*ABOUT THIS TASK:*
Lines containing the word "ParseError" are the ones to copy from the records below.

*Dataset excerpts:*
▼
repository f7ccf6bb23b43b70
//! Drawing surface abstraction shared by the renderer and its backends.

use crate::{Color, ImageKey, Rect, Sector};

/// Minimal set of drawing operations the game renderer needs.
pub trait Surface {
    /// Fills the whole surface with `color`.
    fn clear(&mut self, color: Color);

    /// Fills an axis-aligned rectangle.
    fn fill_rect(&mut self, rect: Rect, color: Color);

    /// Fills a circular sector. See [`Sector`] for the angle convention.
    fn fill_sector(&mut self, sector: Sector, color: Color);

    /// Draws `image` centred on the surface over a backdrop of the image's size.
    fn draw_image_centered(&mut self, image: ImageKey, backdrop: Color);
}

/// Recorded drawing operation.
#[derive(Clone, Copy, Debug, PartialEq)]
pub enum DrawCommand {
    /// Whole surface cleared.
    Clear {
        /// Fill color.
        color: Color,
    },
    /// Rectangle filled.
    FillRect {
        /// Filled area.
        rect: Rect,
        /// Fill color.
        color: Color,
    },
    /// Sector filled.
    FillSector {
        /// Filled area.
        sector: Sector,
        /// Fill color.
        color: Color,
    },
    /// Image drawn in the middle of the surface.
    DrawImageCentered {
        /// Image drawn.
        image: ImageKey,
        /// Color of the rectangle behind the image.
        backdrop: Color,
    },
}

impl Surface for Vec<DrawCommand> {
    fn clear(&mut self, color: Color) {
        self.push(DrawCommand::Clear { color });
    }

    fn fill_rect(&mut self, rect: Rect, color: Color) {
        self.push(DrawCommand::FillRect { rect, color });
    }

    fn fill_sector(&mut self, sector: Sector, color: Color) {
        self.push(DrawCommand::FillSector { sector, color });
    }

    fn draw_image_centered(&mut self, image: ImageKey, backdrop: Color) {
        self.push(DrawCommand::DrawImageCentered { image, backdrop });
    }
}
▲
▼
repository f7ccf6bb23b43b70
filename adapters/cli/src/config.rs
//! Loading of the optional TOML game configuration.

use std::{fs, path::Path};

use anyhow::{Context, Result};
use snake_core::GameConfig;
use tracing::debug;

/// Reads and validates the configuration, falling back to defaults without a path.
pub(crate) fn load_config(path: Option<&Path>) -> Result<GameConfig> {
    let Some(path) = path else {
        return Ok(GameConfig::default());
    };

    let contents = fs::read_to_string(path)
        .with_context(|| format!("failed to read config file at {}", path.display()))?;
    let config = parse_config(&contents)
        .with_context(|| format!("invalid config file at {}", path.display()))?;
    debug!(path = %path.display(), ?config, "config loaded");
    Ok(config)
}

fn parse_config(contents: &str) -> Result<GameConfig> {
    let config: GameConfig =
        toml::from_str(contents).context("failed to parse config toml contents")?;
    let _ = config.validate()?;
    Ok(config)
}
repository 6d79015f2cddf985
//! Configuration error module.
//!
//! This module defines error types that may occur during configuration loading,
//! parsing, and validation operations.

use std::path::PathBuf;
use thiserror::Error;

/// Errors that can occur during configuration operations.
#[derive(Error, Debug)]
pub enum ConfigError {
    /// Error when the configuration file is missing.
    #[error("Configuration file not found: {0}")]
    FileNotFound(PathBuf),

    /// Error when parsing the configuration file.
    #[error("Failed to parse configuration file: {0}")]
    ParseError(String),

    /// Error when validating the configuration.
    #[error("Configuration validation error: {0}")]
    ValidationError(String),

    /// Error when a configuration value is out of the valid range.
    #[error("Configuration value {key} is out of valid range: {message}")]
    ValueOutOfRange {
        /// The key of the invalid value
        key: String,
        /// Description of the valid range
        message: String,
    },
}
▲
▼
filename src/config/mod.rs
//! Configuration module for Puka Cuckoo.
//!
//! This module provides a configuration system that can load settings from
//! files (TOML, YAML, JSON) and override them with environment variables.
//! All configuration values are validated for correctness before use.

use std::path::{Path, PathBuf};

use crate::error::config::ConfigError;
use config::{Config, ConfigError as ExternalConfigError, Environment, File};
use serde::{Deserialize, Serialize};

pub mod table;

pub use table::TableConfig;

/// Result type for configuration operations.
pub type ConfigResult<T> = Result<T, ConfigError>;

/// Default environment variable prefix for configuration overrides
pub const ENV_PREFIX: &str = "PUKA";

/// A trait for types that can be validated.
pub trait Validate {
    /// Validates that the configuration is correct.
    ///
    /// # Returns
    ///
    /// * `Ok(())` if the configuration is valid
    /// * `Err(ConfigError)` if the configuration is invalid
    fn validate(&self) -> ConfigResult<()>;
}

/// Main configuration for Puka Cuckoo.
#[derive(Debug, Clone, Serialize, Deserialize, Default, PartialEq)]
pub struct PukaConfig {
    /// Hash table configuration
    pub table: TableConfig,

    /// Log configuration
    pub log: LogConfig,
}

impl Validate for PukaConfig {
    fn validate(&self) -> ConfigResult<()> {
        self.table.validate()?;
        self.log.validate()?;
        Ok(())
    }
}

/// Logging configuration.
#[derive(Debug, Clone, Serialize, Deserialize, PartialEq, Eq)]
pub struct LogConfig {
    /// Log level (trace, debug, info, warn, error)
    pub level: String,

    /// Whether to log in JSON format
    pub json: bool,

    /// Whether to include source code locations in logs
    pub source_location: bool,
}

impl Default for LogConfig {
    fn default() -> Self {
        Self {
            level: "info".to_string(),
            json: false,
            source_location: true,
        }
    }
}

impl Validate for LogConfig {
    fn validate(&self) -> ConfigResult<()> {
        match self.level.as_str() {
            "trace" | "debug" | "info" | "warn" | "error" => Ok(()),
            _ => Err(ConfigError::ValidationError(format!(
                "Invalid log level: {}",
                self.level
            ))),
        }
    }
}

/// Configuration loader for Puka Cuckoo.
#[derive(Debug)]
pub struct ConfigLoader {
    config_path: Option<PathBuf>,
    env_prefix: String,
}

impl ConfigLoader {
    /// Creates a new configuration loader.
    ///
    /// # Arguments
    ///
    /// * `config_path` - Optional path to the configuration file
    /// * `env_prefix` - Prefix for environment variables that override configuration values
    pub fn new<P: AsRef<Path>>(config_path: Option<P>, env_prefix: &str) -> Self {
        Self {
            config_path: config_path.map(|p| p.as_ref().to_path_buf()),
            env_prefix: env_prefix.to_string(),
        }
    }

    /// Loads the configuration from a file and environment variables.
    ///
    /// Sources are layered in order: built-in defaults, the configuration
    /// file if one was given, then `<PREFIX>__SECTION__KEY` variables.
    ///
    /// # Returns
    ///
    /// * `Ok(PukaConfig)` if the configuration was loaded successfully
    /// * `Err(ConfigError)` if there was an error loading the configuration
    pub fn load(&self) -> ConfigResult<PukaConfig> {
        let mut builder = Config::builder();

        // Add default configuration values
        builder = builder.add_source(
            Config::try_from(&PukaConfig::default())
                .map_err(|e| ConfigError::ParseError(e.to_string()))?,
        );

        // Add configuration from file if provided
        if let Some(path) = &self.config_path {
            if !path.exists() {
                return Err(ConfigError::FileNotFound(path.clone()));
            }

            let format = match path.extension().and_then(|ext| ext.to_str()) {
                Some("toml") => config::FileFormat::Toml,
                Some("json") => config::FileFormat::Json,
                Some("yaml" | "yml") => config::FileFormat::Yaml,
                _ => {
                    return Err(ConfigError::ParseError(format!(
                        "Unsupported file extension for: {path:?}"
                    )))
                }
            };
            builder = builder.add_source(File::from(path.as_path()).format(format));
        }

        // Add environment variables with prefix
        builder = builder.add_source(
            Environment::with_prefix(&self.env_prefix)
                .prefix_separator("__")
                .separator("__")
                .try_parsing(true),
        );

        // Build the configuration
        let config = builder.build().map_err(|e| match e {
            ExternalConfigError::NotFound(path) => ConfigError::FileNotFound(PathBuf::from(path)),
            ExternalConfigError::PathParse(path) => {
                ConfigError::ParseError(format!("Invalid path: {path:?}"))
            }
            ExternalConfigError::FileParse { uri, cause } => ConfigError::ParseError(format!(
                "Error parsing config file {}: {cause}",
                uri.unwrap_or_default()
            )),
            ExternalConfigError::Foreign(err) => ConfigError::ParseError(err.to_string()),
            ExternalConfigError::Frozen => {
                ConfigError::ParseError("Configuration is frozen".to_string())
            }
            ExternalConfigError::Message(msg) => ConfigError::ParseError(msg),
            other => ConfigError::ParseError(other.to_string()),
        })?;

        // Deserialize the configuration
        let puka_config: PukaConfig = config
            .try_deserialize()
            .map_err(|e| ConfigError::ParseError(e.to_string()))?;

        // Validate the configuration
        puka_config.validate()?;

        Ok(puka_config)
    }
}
▲
*RESULT OF THIS TASK:*
    ParseError(String),
                .map_err(|e| ConfigError::ParseError(e.to_string()))?,
                    return Err(ConfigError::ParseError(format!(
                ConfigError::ParseError(format!("Invalid path: {path:?}"))
            ExternalConfigError::FileParse { uri, cause } => ConfigError::ParseError(format!(
            ExternalConfigError::Foreign(err) => ConfigError::ParseError(err.to_string()),
                ConfigError::ParseError("Configuration is frozen".to_string())
            ExternalConfigError::Message(msg) => ConfigError::ParseError(msg),
            other => ConfigError::ParseError(other.to_string()),
            .map_err(|e| ConfigError::ParseError(e.to_string()))?;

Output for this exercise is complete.